# What is building this nest...???



## robutacion (Sep 5, 2013)

Hi peoples,

A few days ago I notice a nest start to be built just next to my bandsaw, where I work on almost everyday for ours on end, I know that it wasn't there the day before as I used one of the jigs that is now partially covered with this nest.

I normally only work in the work-shop afternoons and evenings so and looking at the amount of grass and other stuff, I knew that all that was done either through the night or, in the morning...!

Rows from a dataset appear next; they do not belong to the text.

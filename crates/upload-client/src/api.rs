//! The session API the coordinator drives.

use std::future::Future;
use std::pin::Pin;

use stowage_protocol::{
    FileRecord, InitUploadRequest, InitUploadResponse, SessionStatus, UploadChunkRequest,
};

use crate::error::ClientError;

/// A boxed future returned by [`SessionApi`] methods.
pub type ApiFuture<'a, T> = Pin<Box<dyn Future<Output = Result<T, ClientError>> + Send + 'a>>;

/// Server-side upload session operations.
///
/// [`crate::WsSessionApi`] implements this over WebSocket; tests use mocks.
/// Every call may fail with a transient error the caller is free to retry.
pub trait SessionApi: Send + Sync {
    /// Fixed chunk size of the server.
    fn get_chunk_size(&self) -> ApiFuture<'_, u64>;

    fn initialize(&self, req: InitUploadRequest) -> ApiFuture<'_, InitUploadResponse>;

    fn upload_chunk(&self, req: UploadChunkRequest) -> ApiFuture<'_, SessionStatus>;

    /// Returns `None` when the server does not know the session.
    fn get_status<'a>(
        &'a self,
        owner_id: &'a str,
        upload_id: &'a str,
    ) -> ApiFuture<'a, Option<SessionStatus>>;

    fn finalize<'a>(&'a self, owner_id: &'a str, upload_id: &'a str) -> ApiFuture<'a, FileRecord>;

    fn cancel<'a>(&'a self, owner_id: &'a str, upload_id: &'a str) -> ApiFuture<'a, ()>;
}
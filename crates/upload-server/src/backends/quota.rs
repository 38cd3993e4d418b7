use std::collections::{HashMap, HashSet};

use tokio::sync::Mutex;
use tracing::debug;

use crate::collaborators::{BackendError, BackendFuture, QuotaService};

#[derive(Default)]
struct Usage {
    quota: Option<u64>,
    used: u64,
    /// Open reservations by storage key.
    reserved: HashMap<String, u64>,
    applied: HashSet<String>,
}

impl Usage {
    fn committed(&self) -> u64 {
        self.used + self.reserved.values().sum::<u64>()
    }
}

/// In-memory quota ledger. Owners without an explicit quota get the
/// ledger's default.
pub struct MemoryQuotaLedger {
    default_quota: u64,
    owners: Mutex<HashMap<String, Usage>>,
}

impl MemoryQuotaLedger {
    pub fn new(default_quota: u64) -> Self {
        Self {
            default_quota,
            owners: Mutex::new(HashMap::new()),
        }
    }

    pub async fn set_quota(&self, owner_id: &str, bytes: u64) {
        self.owners
            .lock()
            .await
            .entry(owner_id.to_string())
            .or_default()
            .quota = Some(bytes);
    }

    pub async fn used(&self, owner_id: &str) -> u64 {
        self.owners
            .lock()
            .await
            .get(owner_id)
            .map(|u| u.used)
            .unwrap_or(0)
    }

    /// Bytes held by open reservations.
    pub async fn reserved(&self, owner_id: &str) -> u64 {
        self.owners
            .lock()
            .await
            .get(owner_id)
            .map(|u| u.reserved.values().sum())
            .unwrap_or(0)
    }

    pub async fn quota(&self, owner_id: &str) -> u64 {
        self.owners
            .lock()
            .await
            .get(owner_id)
            .and_then(|u| u.quota)
            .unwrap_or(self.default_quota)
    }
}

impl QuotaService for MemoryQuotaLedger {
    fn reserve<'a>(
        &'a self,
        owner_id: &'a str,
        bytes: u64,
        storage_key: &'a str,
    ) -> BackendFuture<'a, ()> {
        Box::pin(async move {
            let mut owners = self.owners.lock().await;
            let usage = owners.entry(owner_id.to_string()).or_default();
            if usage.applied.contains(storage_key) || usage.reserved.contains_key(storage_key) {
                return Ok(());
            }
            let quota = usage.quota.unwrap_or(self.default_quota);
            let available = quota.saturating_sub(usage.committed());
            if bytes > available {
                return Err(BackendError::QuotaExceeded {
                    needed: bytes,
                    available,
                });
            }
            usage.reserved.insert(storage_key.to_string(), bytes);
            debug!(owner = owner_id, bytes, key = storage_key, "quota reserved");
            Ok(())
        })
    }

    fn apply_usage<'a>(
        &'a self,
        owner_id: &'a str,
        bytes: u64,
        storage_key: &'a str,
    ) -> BackendFuture<'a, ()> {
        Box::pin(async move {
            let mut owners = self.owners.lock().await;
            let usage = owners.entry(owner_id.to_string()).or_default();
            usage.reserved.remove(storage_key);
            if usage.applied.insert(storage_key.to_string()) {
                usage.used += bytes;
                debug!(owner = owner_id, bytes, used = usage.used, "quota usage applied");
            }
            Ok(())
        })
    }

    fn release<'a>(&'a self, owner_id: &'a str, storage_key: &'a str) -> BackendFuture<'a, ()> {
        Box::pin(async move {
            let mut owners = self.owners.lock().await;
            if let Some(bytes) = owners
                .get_mut(owner_id)
                .and_then(|u| u.reserved.remove(storage_key))
            {
                debug!(owner = owner_id, bytes, key = storage_key, "quota reservation released");
            }
            Ok(())
        })
    }
}
//! Server half of stowage resumable uploads.
//!
//! [`UploadSessionManager`] owns the session lifecycle over a
//! [`ChunkStore`](stowage_chunk_store::ChunkStore) and the external
//! collaborators. [`UploadServer`] exposes it to any number of clients over
//! WebSocket, dispatching JSON and binary frames to a [`Handler`];
//! [`UploadService`] is the handler that wires the two together.

pub mod backends;
mod collaborators;
mod connection;
mod error;
mod handler;
mod manager;
mod server;
mod service;
mod sweeper;

pub use collaborators::{
    BackendError, BackendFuture, BlobStore, ByteStream, ChangeEvent, ChangeNotifier,
    MetadataStore, NewFileRecord, QuotaService,
};
pub use connection::{ClientConnection, SendError, Sender};
pub use error::UploadError;
pub use handler::{Handler, HandlerFuture};
pub use manager::{Collaborators, SweepReport, UploadSessionManager};
pub use server::{ServerConfig, UploadServer};
pub use service::UploadService;
pub use sweeper::{SweeperConfig, spawn_sweeper};

/// Per-connection send buffer capacity.
pub const SEND_BUFFER_SIZE: usize = 256;

/// Requests one connection may have in flight before reads pause.
pub const MAX_IN_FLIGHT_REQUESTS: usize = 16;

/// Errors produced by the upload server.
#[derive(Debug, thiserror::Error)]
pub enum ServerError {
    #[error("I/O error: {0}")]
    Io(#[from] std::io::Error),

    #[error("WebSocket error: {0}")]
    WebSocket(#[from] tokio_tungstenite::tungstenite::Error),

    #[error("JSON error: {0}")]
    Json(#[from] serde_json::Error),
}
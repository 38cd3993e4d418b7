//! Stowage command-line uploader.

use std::collections::HashMap;
use std::path::{Path, PathBuf};
use std::sync::Arc;
use std::time::Duration;

use clap::Parser;
use stowage_upload_client::{
    CoordinatorOptions, TaskStatus, UploadCoordinator, UploadEvent, UploadSource, WsSessionApi,
};
use tracing_subscriber::EnvFilter;

#[derive(Parser)]
#[command(name = "stowage-uploader")]
#[command(about = "Resumable chunked uploads to a stowage server", long_about = None)]
struct Cli {
    /// Server WebSocket URL.
    #[arg(short, long, default_value = "ws://127.0.0.1:9443")]
    url: String,

    /// Owner the files are stored for.
    #[arg(short, long)]
    owner: String,

    /// Destination folder id (root when omitted).
    #[arg(short, long)]
    folder: Option<String>,

    /// Chunks in flight per file.
    #[arg(short, long, default_value_t = 3)]
    concurrency: usize,

    /// Attempts per chunk before a transient failure fails the file.
    #[arg(long, default_value_t = 3)]
    retries: u32,

    /// Files to upload.
    #[arg(required = true)]
    files: Vec<PathBuf>,
}

fn main() -> anyhow::Result<()> {
    tracing_subscriber::fmt()
        .with_env_filter(
            EnvFilter::try_from_default_env().unwrap_or_else(|_| EnvFilter::new("warn")),
        )
        .init();

    let cli = Cli::parse();
    let rt = tokio::runtime::Runtime::new()?;
    let failed = rt.block_on(run(cli))?;
    if failed > 0 {
        anyhow::bail!("{failed} upload(s) failed");
    }
    Ok(())
}

/// Uploads every file and returns how many did not complete.
async fn run(cli: Cli) -> anyhow::Result<usize> {
    let api = Arc::new(WsSessionApi::connect(cli.url.as_str()).await?);
    let options = CoordinatorOptions {
        concurrency: cli.concurrency,
        max_retries: cli.retries,
        ..CoordinatorOptions::default()
    };
    let mut coordinator = UploadCoordinator::new(api.clone(), cli.owner.as_str(), options);
    let events = coordinator.take_events();

    let mut names = HashMap::new();
    let mut ids = Vec::new();
    for path in &cli.files {
        let name = file_name(path)?;
        let id = coordinator
            .upload(
                UploadSource::File(path.clone()),
                name.as_str(),
                mime_type(path),
                cli.folder.clone(),
            )
            .await?;
        names.insert(id.clone(), name);
        ids.push(id);
    }

    if let Some(mut events) = events {
        tokio::spawn(async move {
            while let Some(event) = events.recv().await {
                print_event(&names, event);
            }
        });
    }

    let mut failed = 0;
    for id in &ids {
        let snapshot = coordinator.wait(id).await?;
        if snapshot.status != TaskStatus::Completed {
            failed += 1;
        }
    }

    // Let the printer drain the last events.
    tokio::time::sleep(Duration::from_millis(50)).await;
    api.close().await;
    Ok(failed)
}

fn print_event(names: &HashMap<String, String>, event: UploadEvent) {
    let name = |id: &str| names.get(id).map_or(id, String::as_str).to_string();
    match event {
        UploadEvent::StatusChanged { task_id, status } => {
            tracing::debug!(task = %task_id, %status, "status changed");
        }
        UploadEvent::Progress {
            task_id,
            uploaded_bytes,
            total_bytes,
            progress,
            speed,
        } => println!(
            "{}: {progress:5.1}% ({uploaded_bytes}/{total_bytes} bytes, {}/s)",
            name(&task_id),
            human_bytes(speed as u64),
        ),
        UploadEvent::Retrying {
            task_id,
            index,
            retry,
            error,
        } => println!("{}: chunk {index} retry {retry}: {error}", name(&task_id)),
        UploadEvent::Completed { task_id, record } => {
            println!("{}: stored at {} ({})", name(&task_id), record.path, record.id)
        }
        UploadEvent::Failed { task_id, error } => eprintln!("{}: failed: {error}", name(&task_id)),
    }
}

fn file_name(path: &Path) -> anyhow::Result<String> {
    path.file_name()
        .and_then(|n| n.to_str())
        .map(str::to_string)
        .ok_or_else(|| anyhow::anyhow!("{} has no usable file name", path.display()))
}

fn mime_type(path: &Path) -> &'static str {
    let ext = path
        .extension()
        .and_then(|e| e.to_str())
        .map(str::to_ascii_lowercase)
        .unwrap_or_default();
    match ext.as_str() {
        "txt" | "log" => "text/plain",
        "md" => "text/markdown",
        "html" | "htm" => "text/html",
        "json" => "application/json",
        "pdf" => "application/pdf",
        "zip" => "application/zip",
        "png" => "image/png",
        "jpg" | "jpeg" => "image/jpeg",
        "gif" => "image/gif",
        "mp4" => "video/mp4",
        "mp3" => "audio/mpeg",
        _ => "application/octet-stream",
    }
}

fn human_bytes(bytes: u64) -> String {
    const UNITS: [&str; 4] = ["B", "KiB", "MiB", "GiB"];
    let mut value = bytes as f64;
    let mut unit = 0;
    while value >= 1024.0 && unit < UNITS.len() - 1 {
        value /= 1024.0;
        unit += 1;
    }
    if unit == 0 {
        format!("{bytes} B")
    } else {
        format!("{value:.1} {}", UNITS[unit])
    }
}
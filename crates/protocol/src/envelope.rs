use serde::{Deserialize, Serialize};

use crate::constants::MessageType;

/// Error details in a WebSocket message.
#[derive(Debug, Clone, PartialEq, Serialize, Deserialize)]
pub struct ErrorBody {
    pub code: i32,
    /// Machine-readable error kind, e.g. `incomplete_upload`.
    #[serde(default, skip_serializing_if = "String::is_empty")]
    pub kind: String,
    pub message: String,
}

impl std::fmt::Display for ErrorBody {
    fn fmt(&self, f: &mut std::fmt::Formatter<'_>) -> std::fmt::Result {
        write!(f, "{} {}: {}", self.code, self.kind, self.message)
    }
}

/// Envelope for all WebSocket communication.
///
/// The `payload` field uses `serde_json::value::RawValue` to defer
/// deserialization until the receiver knows which type to expect.
#[derive(Debug, Clone, Serialize, Deserialize)]
pub struct Message {
    pub id: String,
    #[serde(rename = "type")]
    pub msg_type: MessageType,
    #[serde(skip_serializing_if = "Option::is_none")]
    pub payload: Option<Box<serde_json::value::RawValue>>,
    #[serde(skip_serializing_if = "Option::is_none")]
    pub error: Option<ErrorBody>,
}

impl Message {
    /// Creates a new message with the given type and payload.
    pub fn new<T: Serialize>(
        id: impl Into<String>,
        msg_type: MessageType,
        payload: Option<&T>,
    ) -> Result<Self, serde_json::Error> {
        let raw = match payload {
            Some(p) => {
                let json = serde_json::to_string(p)?;
                Some(serde_json::value::RawValue::from_string(json)?)
            }
            None => None,
        };
        Ok(Self {
            id: id.into(),
            msg_type,
            payload: raw,
            error: None,
        })
    }

    /// Deserializes the payload into the given type.
    pub fn parse_payload<T: for<'de> Deserialize<'de>>(
        &self,
    ) -> Result<Option<T>, serde_json::Error> {
        match &self.payload {
            Some(raw) => Ok(Some(serde_json::from_str(raw.get())?)),
            None => Ok(None),
        }
    }

    /// Creates an error message.
    pub fn error(
        id: impl Into<String>,
        code: i32,
        kind: impl Into<String>,
        message: impl Into<String>,
    ) -> Self {
        Self {
            id: id.into(),
            msg_type: MessageType::Error,
            payload: None,
            error: Some(ErrorBody {
                code,
                kind: kind.into(),
                message: message.into(),
            }),
        }
    }

    /// Creates a response message for this request.
    pub fn reply<T: Serialize>(
        &self,
        msg_type: MessageType,
        payload: Option<&T>,
    ) -> Result<Self, serde_json::Error> {
        Message::new(&self.id, msg_type, payload)
    }

    /// Splits a response into its success envelope or its error body.
    pub fn into_result(self) -> Result<Self, ErrorBody> {
        match self.error {
            Some(err) => Err(err),
            None => Ok(self),
        }
    }

    /// Creates an error response for this request.
    pub fn reply_error(
        &self,
        code: i32,
        kind: impl Into<String>,
        message: impl Into<String>,
    ) -> Self {
        Message::error(&self.id, code, kind, message)
    }
}
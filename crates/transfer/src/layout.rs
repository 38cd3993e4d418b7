use std::ops::Range;

use crate::TransferError;

/// How a file of `total_size` bytes divides into fixed-size chunks.
#[derive(Debug, Clone, Copy, PartialEq, Eq)]
pub struct ChunkLayout {
    total_size: u64,
    chunk_size: u64,
    total_chunks: u32,
}

impl ChunkLayout {
    /// Computes the layout. `chunk_size` must be non-zero and the chunk
    /// count must fit in a `u32` index.
    pub fn new(total_size: u64, chunk_size: u64) -> Result<Self, TransferError> {
        if chunk_size == 0 {
            return Err(TransferError::InvalidChunkSize(chunk_size));
        }
        let chunks = total_size.div_ceil(chunk_size);
        let total_chunks =
            u32::try_from(chunks).map_err(|_| TransferError::TooManyChunks(chunks))?;
        Ok(Self {
            total_size,
            chunk_size,
            total_chunks,
        })
    }

    pub fn total_size(&self) -> u64 {
        self.total_size
    }

    pub fn chunk_size(&self) -> u64 {
        self.chunk_size
    }

    /// `ceil(total_size / chunk_size)`; zero for an empty file.
    pub fn total_chunks(&self) -> u32 {
        self.total_chunks
    }

    /// Byte range covered by chunk `index`.
    pub fn chunk_range(&self, index: u32) -> Result<Range<u64>, TransferError> {
        if index >= self.total_chunks {
            return Err(TransferError::IndexOutOfRange {
                index,
                total: self.total_chunks,
            });
        }
        let start = u64::from(index) * self.chunk_size;
        let end = (start + self.chunk_size).min(self.total_size);
        Ok(start..end)
    }

    /// Length of chunk `index`. The last chunk holds the remainder.
    pub fn chunk_len(&self, index: u32) -> Result<u64, TransferError> {
        self.chunk_range(index).map(|r| r.end - r.start)
    }

    /// Total bytes covered by the given chunk indices. Out-of-range indices
    /// contribute nothing.
    pub fn bytes_in<'a>(&self, indices: impl IntoIterator<Item = &'a u32>) -> u64 {
        indices
            .into_iter()
            .filter_map(|&i| self.chunk_len(i).ok())
            .sum()
    }
}

#[cfg(test)]
mod tests {
    use super::*;

    const MB: u64 = 1024 * 1024;

    #[test]
    fn twelve_mb_in_five_mb_chunks() {
        let layout = ChunkLayout::new(12 * MB, 5 * MB).unwrap();
        assert_eq!(layout.total_chunks(), 3);
        assert_eq!(layout.chunk_len(0).unwrap(), 5 * MB);
        assert_eq!(layout.chunk_len(1).unwrap(), 5 * MB);
        assert_eq!(layout.chunk_len(2).unwrap(), 2 * MB);
        assert_eq!(layout.chunk_range(2).unwrap(), 10 * MB..12 * MB);
    }

    #[test]
    fn ceil_and_last_chunk_hold_for_many_sizes() {
        for chunk_size in [1u64, 3, 7, 64, 1000] {
            for total_size in [0u64, 1, 2, 6, 7, 8, 63, 64, 65, 999, 1000, 1001, 4096] {
                let layout = ChunkLayout::new(total_size, chunk_size).unwrap();
                let n = u64::from(layout.total_chunks());
                assert_eq!(n, total_size.div_ceil(chunk_size));
                if n > 0 {
                    let last = layout.chunk_len(layout.total_chunks() - 1).unwrap();
                    assert_eq!(last, total_size - chunk_size * (n - 1));
                }
                let all: Vec<u32> = (0..layout.total_chunks()).collect();
                assert_eq!(layout.bytes_in(&all), total_size);
            }
        }
    }

    #[test]
    fn exact_multiple_has_full_last_chunk() {
        let layout = ChunkLayout::new(10, 5).unwrap();
        assert_eq!(layout.total_chunks(), 2);
        assert_eq!(layout.chunk_len(1).unwrap(), 5);
    }

    #[test]
    fn empty_file_has_no_chunks() {
        let layout = ChunkLayout::new(0, 5).unwrap();
        assert_eq!(layout.total_chunks(), 0);
        assert!(layout.chunk_range(0).is_err());
    }

    #[test]
    fn zero_chunk_size_rejected() {
        assert!(matches!(
            ChunkLayout::new(10, 0),
            Err(TransferError::InvalidChunkSize(0))
        ));
    }

    #[test]
    fn index_out_of_range() {
        let layout = ChunkLayout::new(10, 4).unwrap();
        assert!(matches!(
            layout.chunk_len(3),
            Err(TransferError::IndexOutOfRange { index: 3, total: 3 })
        ));
    }

    #[test]
    fn too_many_chunks_rejected() {
        assert!(matches!(
            ChunkLayout::new(u64::MAX, 1),
            Err(TransferError::TooManyChunks(_))
        ));
    }

    #[test]
    fn bytes_in_subset() {
        let layout = ChunkLayout::new(12, 5).unwrap();
        assert_eq!(layout.bytes_in(&[0, 2]), 7);
        assert_eq!(layout.bytes_in(&[9]), 0);
    }
}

I wondered what wanted to built a nest in such noisy place, dusty and with me working around it, all of the time..???  
Was it a bird, what is some sort of rodent...??? it has to be of considerable size to built a nest that size and carry so much material in a short period of time.  I didn't wanted it there as I use the jigs all the time so I grabbed the grass and stuff and throw it in the rubbish box, just inside of the entrance of the main shed, about 3 yards away, thinking that would be the end of that...!

I couldn't be more wrong, whatever was building that nest, wanted it built there, regardless so, the next day when I went to the work-shop, I couldn't believe my eyes, the nest was back and this time with twice of the material...!  I went and had a look at the rubbish bin and yes, you guessed it, the stuff I throw in there was all gone and back in the nest...!

What in the hell was so determined to built the nest there, there was no "privacy" or hidden away as most creatures require so, I was puzzled...!

What ever it was, was either nocturnal or early morning type creature so, was only one way to find out and that was put a video recorder with motion sensor in there, the problem was that, if the creature was nocturnal I needed some night vision and the camera I've got doesn't have infra-red so, I decided to use the working light of the bandsaw to swing it around and illuminate the area, through the night.

  

Next day, I deliberately waited for after lunch time (the normal time I start working in there) but, I didn't see any sights of anything different, that is, the light being on (100w) may have scared the creature no, checking the camera, there was no movement/video recorded.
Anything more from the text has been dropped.